Microsoft Semantic Kernel: Build AI Agents Fast
Introduction
You’ve integrated an LLM API into your app. Calls work. Responses stream. And then your product manager asks: “Can the AI also check inventory, send a confirmation email, and log the result — all in one go?” Suddenly that clean API call becomes a spaghetti of prompt engineering, manual tool routing, and brittle glue code.
This is the exact problem Microsoft Semantic Kernel was built to solve. Rather than wiring up AI capabilities by hand, Semantic Kernel acts as the middleware layer between your application logic and any LLM — letting models call your existing functions, chain operations together, and behave like capable autonomous agents with minimal orchestration code on your end.
In this guide you’ll learn what Semantic Kernel is, how its core concepts fit together, and how to build a working plugin-powered agent in both Python and C#. We’ll also cover the most common pitfalls, and explain what the recent emergence of Microsoft Agent Framework means for projects you’re starting today.
Prerequisites
- Basic familiarity with C# (.NET 8+) or Python (3.10+)
- An OpenAI or Azure OpenAI API key
dotnetCLI orpipavailable in your environment- Comfort reading async/await code patterns
What Is Semantic Kernel?
Semantic Kernel (SK) is a lightweight, open-source SDK that lets you integrate large language models into C#, Python, or Java applications. Think of it as a dependency-injection container for AI: you register your services (LLM providers), your tools (plugins), and your configuration, and then the kernel routes model requests, function calls, and memory access automatically.
The framework was originally released by Microsoft in early 2023. It has since grown to over 27,000 GitHub stars as of March 2026, and is used in production by Microsoft itself and numerous Fortune 500 companies. Version 1.0+ across all three supported languages signals a stable, non-breaking API surface that enterprise teams can rely on.
Key capabilities at a glance:
- Model-agnostic — supports OpenAI, Azure OpenAI, Hugging Face, NVIDIA, and others through pluggable connectors
- Plugin system — wrap existing functions, REST APIs (via OpenAPI specs), or Model Context Protocol (MCP) servers as callable tools
- Multi-agent orchestration — coordinate specialist agents using Sequential, Concurrent, Handoff, Group Chat, and Magentic patterns
- Vector DB integration — built-in connectors for Azure AI Search, Elasticsearch, Chroma, Qdrant, and more for RAG workflows
- Enterprise-grade observability — telemetry hooks, filters, and logging at every layer
Core Concepts
The Kernel
The kernel is the central object in any SK application. It is a dependency injection container that holds all services (LLM connectors, embeddings) and all plugins (your callable functions).

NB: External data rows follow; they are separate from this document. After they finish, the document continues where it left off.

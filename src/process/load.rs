// src/process/load.rs
use crate::error::LoadError;
use crate::schema;
use crate::table::CreditTable;
use arrow::{
    compute::concat_batches,
    csv::{reader::Format, ReaderBuilder},
    datatypes::{DataType, Field, Schema},
    error::ArrowError,
    record_batch::RecordBatch,
};
use std::{
    fs::File,
    io::Seek,
    path::Path,
    sync::Arc,
};
use tracing::{debug, info, instrument};

const INFER_ROWS: usize = 1_000;
const BATCH_ROWS: usize = 64 * 1024;

/// Build the schema the CSV is read with:
/// - key and `text` columns as Utf8 (ids keep leading zeros, labels are
///   never coerced to numbers or booleans),
/// - known dataset columns forced to their canonical type,
/// - everything else as inferred (Null → Utf8).
fn make_read_schema(inferred: &Schema, key: &str, text: &[&str]) -> Arc<Schema> {
    let fields: Vec<Field> = inferred
        .fields()
        .iter()
        .map(|f| {
            let dt = if f.name() == key || text.contains(&f.name().as_str()) {
                DataType::Utf8
            } else if let Some(dt) = schema::read_type(f.name()) {
                dt
            } else if f.data_type() == &DataType::Null {
                DataType::Utf8
            } else {
                f.data_type().clone()
            };
            Field::new(f.name(), dt, true)
        })
        .collect();
    Arc::new(Schema::new(fields))
}

/// Read a header-first CSV file into a table keyed by `key`. Columns named in
/// `text` are read as Utf8 whatever their contents look like.
#[instrument(level = "info", skip(path), fields(path = %path.as_ref().display()))]
pub fn load_table<P: AsRef<Path>>(
    path: P,
    key: &str,
    text: &[&str],
) -> Result<CreditTable, LoadError> {
    let path = path.as_ref();
    let parse_err = |source: ArrowError| LoadError::Parse {
        path: path.to_path_buf(),
        source,
    };

    let mut file = File::open(path).map_err(|source| LoadError::Open {
        path: path.to_path_buf(),
        source,
    })?;

    // 1) infer column names and types from the head of the file
    let format = Format::default().with_header(true);
    let (inferred, sampled) = format
        .infer_schema(&mut file, Some(INFER_ROWS))
        .map_err(parse_err)?;
    debug!(columns = inferred.fields().len(), sampled, "inferred schema");

    if inferred.field_with_name(key).is_err() {
        return Err(LoadError::MissingKey {
            path: path.to_path_buf(),
            column: key.to_string(),
        });
    }

    // 2) rewind and read with the canonical schema
    file.rewind().map_err(|source| LoadError::Open {
        path: path.to_path_buf(),
        source,
    })?;
    let read_schema = make_read_schema(&inferred, key, text);
    let reader = ReaderBuilder::new(read_schema.clone())
        .with_header(true)
        .with_batch_size(BATCH_ROWS)
        .build(file)
        .map_err(parse_err)?;

    let batches = reader
        .collect::<Result<Vec<RecordBatch>, ArrowError>>()
        .map_err(parse_err)?;
    let batch = concat_batches(&read_schema, &batches).map_err(parse_err)?;

    info!(rows = batch.num_rows(), columns = batch.num_columns(), "loaded");
    CreditTable::try_new(batch, key)
}

/// Fail with `MissingColumn` for the first of `columns` the table lacks.
pub fn require_columns<'a, I>(table: &CreditTable, columns: I) -> Result<(), LoadError>
where
    I: IntoIterator<Item = &'a str>,
{
    for col in columns {
        if !table.has_column(col) {
            return Err(LoadError::MissingColumn(col.to_string()));
        }
    }
    Ok(())
}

Nearly every operation in SK flows through the kernel.
// C# — .NET 8
using Microsoft.SemanticKernel;
var builder = Kernel.CreateBuilder();
builder.AddAzureOpenAIChatCompletion(
deploymentName: Environment.GetEnvironmentVariable("AZURE_OPENAI_DEPLOYMENT"),
endpoint: Environment.GetEnvironmentVariable("AZURE_OPENAI_ENDPOINT"),
apiKey: Environment.GetEnvironmentVariable("AZURE_OPENAI_API_KEY")
);
Kernel kernel = builder.Build();
# Python — semantic-kernel 1.x
from semantic_kernel import Kernel
from semantic_kernel.connectors.ai.open_ai import AzureChatCompletion
kernel = Kernel()
kernel.add_service(
AzureChatCompletion(
deployment_name="your-deployment",
api_key="your-api-key",
base_url="https://your-endpoint.openai.azure.com/",
)
)
Plugins and the @kernel_function Decorator
Plugins are groups of related functions exposed to the AI. In Python you mark a method with @kernel_function; in C# you annotate it with [KernelFunction]. The SDK automatically serialises these into JSON schemas and sends them to the model alongside each prompt.
from typing import Annotated
from semantic_kernel.functions import kernel_function
class OrderPlugin:
@kernel_function(description="Returns the status of an order by ID.")
def get_order_status(
self,
order_id: Annotated[str, "The unique order identifier"],
) -> str:
# Real implementation would query a database
return f"Order {order_id} is out for delivery."
@kernel_function(description="Cancels an order that has not yet shipped.")
def cancel_order(
self,
order_id: Annotated[str, "The unique order identifier"],
) -> str:
return f"Order {order_id} has been cancelled."
Once registered with the kernel, the LLM can invoke these functions automatically when the user’s intent requires it — no manual routing logic needed.
Function Calling and FunctionChoiceBehavior
This is where Semantic Kernel shines — and where most beginners trip up. By default, models will not call your plugins unless you explicitly tell the kernel to allow it. The setting you want is FunctionChoiceBehavior.Auto():
// C#
using Microsoft.SemanticKernel.Connectors.OpenAI;
kernel.Plugins.AddFromType<OrderPlugin>("Orders");
var settings = new OpenAIPromptExecutionSettings
{
FunctionChoiceBehavior = FunctionChoiceBehavior.Auto()
};
var result = await kernel.InvokePromptAsync(
"What is the status of order #A42?",
new KernelArguments(settings)
);
Console.WriteLine(result);
from semantic_kernel.connectors.ai.open_ai import OpenAIChatPromptExecutionSettings
from semantic_kernel.connectors.ai.function_choice_behavior import FunctionChoiceBehavior
from semantic_kernel.functions import KernelArguments
kernel.add_plugin(OrderPlugin(), plugin_name="Orders")
settings = OpenAIChatPromptExecutionSettings(
function_choice_behavior=FunctionChoiceBehavior.Auto()
)
result = await kernel.invoke_prompt(
"What is the status of order #A42?",
arguments=KernelArguments(settings=settings),
)
print(result)
The Auto mode tells the model it is free to choose and invoke functions. Under the hood, SK serialises all available plugin functions, sends them to the model, captures any function call requests in the response, invokes the corresponding Python/C# methods, and feeds the results back to the model for a final answer — all automatically.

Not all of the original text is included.